第7章
清醒后,沒人扶他登九霄
這人身上穿戴無一不精,無一不貴。
且坐素輿,又不良于行,上京只有一人符合。
謝蘊玉目光掃過殘冰未消,枯荷殘梗遍布的池塘,偶見池邊淤泥落下一枚小巧玉扣。
他輕咳一聲,“是有東西不小心掉落此處……”
而不是他有意偷聽,損君子之風。
冬日池塘疏于打理,此時邊緣露出層層黑水淤泥。
池邊泥上,半埋著一塊玉佩。
宋明姝看著謝蘊玉,斟酌一瞬,轉身往池邊走去。
今日下人都在正堂和廚房忙著宴客,尋人來,倒不如她自己將東西拾起。
走至池邊,宋明姝撈起裙擺,踏進淤泥里。
粉白繡鞋陷入泥中,臟了一圈。
謝蘊玉沒想到宋明姝會自己下了池子,這會兒有些后悔方才的說辭。
初春池塘還泛著寒氣,繡鞋單薄,很快浸濕。
宋明姝也沒在意,走到玉扣前,彎腰撿起。
玉扣被淤泥包裹,實在不似剛掉落的模樣,撿起后,宋明姝用指尖輕輕抹了一下。
這東西,瞧著眼熟呢?
這分明是去年夏日,她帶明妤來賞荷,明妤不小心從她腰間打落的那枚……
宋明姝握著玉扣,微微抿唇。
須臾之后,她將手伸進池水涮了涮。
玉扣是她在珠寶坊隨手買來的,不是什么稀罕物。
倒是上頭絡子是她親手打的,但謝蘊玉今日分明是隨意尋個說辭,這東西到手,怕是出門就會丟掉。
“公子的東西。

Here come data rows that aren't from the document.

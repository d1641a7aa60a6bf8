// Queue lifecycle controller
// Watches for the match-found cue, drives the queue state machine and
// decides when automated clicks happen.

pub mod broadcaster;
pub mod channels;
pub mod click_gate;
pub mod controller;
pub mod detection;
pub mod error;
pub mod fsm;
pub mod types;


// Re-export the main types and functions for easy access
pub use broadcaster::{Broadcaster, SubscriberId, Subscription};
pub use channels::create_controller_channels;
pub use click_gate::{ClickGate, ClickOutcome};
pub use controller::{Controller, ControllerHandle};
pub use detection::{DetectionLoop, DetectorHandle};
pub use error::{ControllerError, ControllerResult};
pub use fsm::StateMachine;
pub use types::{
    ClickPolicy, ClickTarget, ControllerCommand, ControllerSettings, ControllerSnapshot,
    DetectionRegion, MatchCriteria, Observation, QueueState,
};
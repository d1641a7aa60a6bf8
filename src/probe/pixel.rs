//! Colour-sampling probe over captured frames

use super::error::{ProbeError, ProbeResult};
use super::ScreenProbe;
use crate::queue::{DetectionRegion, MatchCriteria};
use image::RgbaImage;
use std::future::Future;
use std::path::PathBuf;

/// Something that can hand out the current screen contents as an RGBA frame
pub trait FrameSource: Send + Sync + 'static {
    fn grab(&self) -> impl Future<Output = ProbeResult<RgbaImage>> + Send;
}

/// Reads the frame from an image file that an external capture tool keeps refreshing
#[derive(Debug, Clone)]
pub struct FileFrameSource {
    path: PathBuf,
}

impl FileFrameSource {
    pub fn new(path: impl Into<PathBuf>) -> Self {
        Self { path: path.into() }
    }

    pub fn path(&self) -> &std::path::Path {
        &self.path
    }
}

impl FrameSource for FileFrameSource {
    async fn grab(&self) -> ProbeResult<RgbaImage> {
        let path = self.path.clone();
        // Decoding is CPU bound, keep it off the runtime threads
        let frame = tokio::task::spawn_blocking(move || image::open(&path)).await??;
        Ok(frame.to_rgba8())
    }
}

pub struct PixelProbe<F: FrameSource> {
    source: F,
}

impl<F: FrameSource> PixelProbe<F> {
    pub fn new(source: F) -> Self {
        Self { source }
    }
}

impl<F: FrameSource> ScreenProbe for PixelProbe<F> {
    async fn observe(&self, region: DetectionRegion, criteria: MatchCriteria) -> ProbeResult<bool> {
        let frame = self.source.grab().await?;
        region_matches(&frame, region, criteria)
    }
}

/// Check whether enough pixels inside `region` are close to the target colour.
///
/// The region is clipped to the frame; a region with no overlap is an error
/// rather than a negative verdict so a bad calibration shows up in the logs.
pub fn region_matches(
    frame: &RgbaImage,
    region: DetectionRegion,
    criteria: MatchCriteria,
) -> ProbeResult<bool> {
    let (frame_w, frame_h) = frame.dimensions();
    let x0 = region.x.max(0) as i64;
    let y0 = region.y.max(0) as i64;
    let x1 = (region.x as i64 + region.width as i64).min(frame_w as i64);
    let y1 = (region.y as i64 + region.height as i64).min(frame_h as i64);

    if x0 >= x1 || y0 >= y1 {
        return Err(ProbeError::RegionOutsideFrame {
            x: region.x,
            y: region.y,
            width: region.width,
            height: region.height,
            frame_width: frame_w,
            frame_height: frame_h,
        });
    }

    let tol = criteria.tolerance as i16;
    let mut total: u64 = 0;
    let mut matching: u64 = 0;
    for y in y0..y1 {
        for x in x0..x1 {
            let px = frame.get_pixel(x as u32, y as u32);
            total += 1;
            if (px[0] as i16 - criteria.r as i16).abs() <= tol
                && (px[1] as i16 - criteria.g as i16).abs() <= tol
                && (px[2] as i16 - criteria.b as i16).abs() <= tol
            {
                matching += 1;
            }
        }
    }

    let fraction = matching as f32 / total as f32;
    log::trace!(
        "probe region [{},{},{},{}]: {}/{} pixels match ({:.2})",
        region.x,
        region.y,
        region.width,
        region.height,
        matching,
        total,
        fraction
    );
    Ok(fraction >= criteria.min_fraction)
}
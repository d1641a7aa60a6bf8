// Event broadcaster - best-effort fan-out of snapshots to subscribers
use super::types::ControllerSnapshot;
use std::collections::BTreeMap;
use tokio::sync::mpsc;
use tokio::sync::mpsc::error::TrySendError;

/// Per-subscriber queue depth; a subscriber that falls this far behind loses messages
pub const SUBSCRIBER_CAPACITY: usize = 32;

#[derive(Debug, Clone, Copy, PartialEq, Eq, PartialOrd, Ord, Hash)]
pub struct SubscriberId(u64);

impl SubscriberId {
    pub fn value(&self) -> u64 {
        self.0
    }
}

/// Receiving end handed to a subscriber
#[derive(Debug)]
pub struct Subscription {
    pub id: SubscriberId,
    pub rx: mpsc::Receiver<ControllerSnapshot>,
}

#[derive(Debug, Default)]
pub struct Broadcaster {
    next_id: u64,
    subscribers: BTreeMap<SubscriberId, mpsc::Sender<ControllerSnapshot>>,
}

impl Broadcaster {
    pub fn new() -> Self {
        Self::default()
    }

    pub fn subscribe(&mut self) -> Subscription {
        let (tx, rx) = mpsc::channel(SUBSCRIBER_CAPACITY);
        self.next_id += 1;
        let id = SubscriberId(self.next_id);
        self.subscribers.insert(id, tx);
        log::debug!("📡 Subscriber {} added ({} total)", id.0, self.subscribers.len());
        Subscription { id, rx }
    }

    pub fn unsubscribe(&mut self, id: SubscriberId) -> bool {
        let removed = self.subscribers.remove(&id).is_some();
        if removed {
            log::debug!("📡 Subscriber {} removed ({} left)", id.0, self.subscribers.len());
        }
        removed
    }

    pub fn contains(&self, id: SubscriberId) -> bool {
        self.subscribers.contains_key(&id)
    }

    pub fn len(&self) -> usize {
        self.subscribers.len()
    }

    pub fn is_empty(&self) -> bool {
        self.subscribers.is_empty()
    }

    /// Deliver `snapshot` to every subscriber without waiting on any of them.
    /// Subscribers whose receiver is gone are dropped; returns how many got it.
    pub fn publish(&mut self, snapshot: &ControllerSnapshot) -> usize {
        let mut delivered = 0;
        self.subscribers.retain(|id, tx| match tx.try_send(snapshot.clone()) {
            Ok(()) => {
                delivered += 1;
                true
            }
            Err(TrySendError::Full(_)) => {
                log::warn!("⚠️ Subscriber {} is lagging; snapshot dropped for it", id.0);
                true
            }
            Err(TrySendError::Closed(_)) => {
                log::debug!("📡 Subscriber {} disconnected; removing", id.0);
                false
            }
        });
        delivered
    }
}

”
走到謝蘊玉身邊,宋明姝將手一伸。
伸到眼前的手,腕骨纖細瑩白,仿如浸潤過冷泉的寒玉。
許是池水寒涼的緣故,宋明姝的指尖泛著粉瓷,她雙指微蜷,玉扣夾在兩指之間。
謝蘊玉抬眸,她手上的一抹緋色,和淡青脈絡,甚至久遠的細小傷口都看得十分清晰。
“……”
沉默片刻,謝蘊玉道,“多謝姑娘。”
說罷,他捏著絡子一角,接到手中。
宋明姝站在謝蘊玉面前,姿態溫靜。
初春地寒,他略有不忍,“既已尋回失物,在下便告辭了,來日有機會答謝姑娘。”
“公子言重,賀家貴客理應厚待。”
謝蘊玉點頭,推著素輿往院外走。
玉扣被池水打透,觸手冰涼。
他低頭去看,只見絡子上的銀珠,刻著一個宋字……
“明姝,這邊來。”
遠遠看見宋明姝走出院子,賀明遠歡快招手。
他身邊站著幾人,宋明姝一一看過去,有賀存中的吏部同僚,也有幾位先前見過面的夫人。
賀老**身邊,是坐著素輿的謝蘊玉。
賀明遠一喚,好似眾人都在等宋明姝一般。
“張大人,李大人,這幾位是他們的夫人。”
也不知是沒注意,還是不在乎,賀明遠越過了謝蘊玉。
倒是賀老**一臉慈愛的陪在謝蘊玉身邊,頗有些殷勤。
“見過幾位大人,夫人。”
宋明姝微微福身,行了一禮。
“明姝,這是安平王府的二公子……”
謝蘊玉微微點頭,仿佛二人先前不曾見過。
未察覺出什么,賀明遠道:“這是宋毅宋將軍之女,明姝。表妹嫻靜,幾位夫人小姐莫嫌她無趣。”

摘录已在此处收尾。